Saved entries:
::::

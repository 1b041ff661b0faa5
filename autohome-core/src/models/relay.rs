use std::time::Duration;

use serde::{Deserialize, Serialize};

/// One GPIO-driven circuit. The relay board is active-low: the contact closes
/// while the pin is held LOW.
#[derive(Debug, Clone, PartialEq, Serialize, Deserialize)]
pub struct RelayLine {
    pub pin: u8,
    pub label: String,
    #[serde(default)]
    pub hold_seconds: f64,
}

impl RelayLine {
    pub fn hold(&self) -> Duration {
        Duration::from_secs_f64(self.hold_seconds.max(0.0))
    }
}
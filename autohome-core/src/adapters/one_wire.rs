use std::fs;
use std::path::PathBuf;
use std::sync::mpsc::{self, RecvTimeoutError};
use std::thread;
use std::time::Duration;

use crate::configs::OneWire;
use crate::errors::SensorFault;

pub trait OneWireBus: Send + Sync {
    /// Returns the latest raw sample text published by the device.
    fn read_raw_sample(&self, sensor_id: &str) -> Result<String, SensorFault>;
}

/// Kernel `w1_therm` devices, `<root>/<id>/w1_slave`.
pub struct W1Bus {
    root: PathBuf,
    timeout: Duration,
}

impl W1Bus {
    pub fn new(root: impl Into<PathBuf>, timeout: Duration) -> Self {
        Self {
            root: root.into(),
            timeout,
        }
    }

    pub fn from_settings(one_wire: &OneWire) -> Self {
        Self::new(&one_wire.devices_root, Duration::from_millis(one_wire.read_timeout_ms))
    }
}

impl OneWireBus for W1Bus {
    fn read_raw_sample(&self, sensor_id: &str) -> Result<String, SensorFault> {
        let path = self.root.join(sensor_id).join("w1_slave");
        let (sender, receiver) = mpsc::channel();

        // A conversion on a flaky bus can stall the read for a long time; the
        // worker is abandoned if it does not answer in time.
        thread::spawn(move || {
            let _ = sender.send(fs::read_to_string(path));
        });

        match receiver.recv_timeout(self.timeout) {
            Ok(result) => Ok(result?),
            Err(RecvTimeoutError::Timeout) => Err(SensorFault::Timeout(self.timeout.as_millis() as u64)),
            Err(RecvTimeoutError::Disconnected) => {
                Err(SensorFault::Malformed("bus reader exited without a sample".into()))
            }
        }
    }
}

/// Extracts the raw value (thousandths of a degree) from a `w1_slave` sample:
///
/// ```text
/// 50 01 4b 46 7f ff 0c 10 1c : crc=1c YES
/// 50 01 4b 46 7f ff 0c 10 1c t=21000
/// ```
pub fn parse_raw_sample(sample: &str) -> Result<i64, SensorFault> {
    let lines: Vec<&str> = sample.lines().map(str::trim).filter(|l| !l.is_empty()).collect();

    let last = lines
        .last()
        .ok_or_else(|| SensorFault::Malformed("empty sample".into()))?;

    if lines.len() > 1 && lines[0].contains("crc=") && lines[0].ends_with("NO") {
        return Err(SensorFault::CrcMismatch);
    }

    let (_, raw) = last
        .split_once('=')
        .ok_or_else(|| SensorFault::Malformed(format!("no '=' in '{last}'")))?;

    raw.trim()
        .parse::<i64>()
        .map_err(|e| SensorFault::Malformed(format!("'{raw}': {e}")))
}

::::

*What this task involves*: Give again, word for word, the records from their first line to the one with "use std::path::PathBuf;", and leave out all else.

*Answer for the task*:
repository 1b041ff661b0faa5
filename autohome-core/src/models/relay.rs
use std::time::Duration;

use serde::{Deserialize, Serialize};

/// One GPIO-driven circuit. The relay board is active-low: the contact closes
/// while the pin is held LOW.
#[derive(Debug, Clone, PartialEq, Serialize, Deserialize)]
pub struct RelayLine {
    pub pin: u8,
    pub label: String,
    #[serde(default)]
    pub hold_seconds: f64,
}

impl RelayLine {
    pub fn hold(&self) -> Duration {
        Duration::from_secs_f64(self.hold_seconds.max(0.0))
    }
}
filename autohome-core/src/adapters/one_wire.rs
use std::fs;
use std::path::PathBuf;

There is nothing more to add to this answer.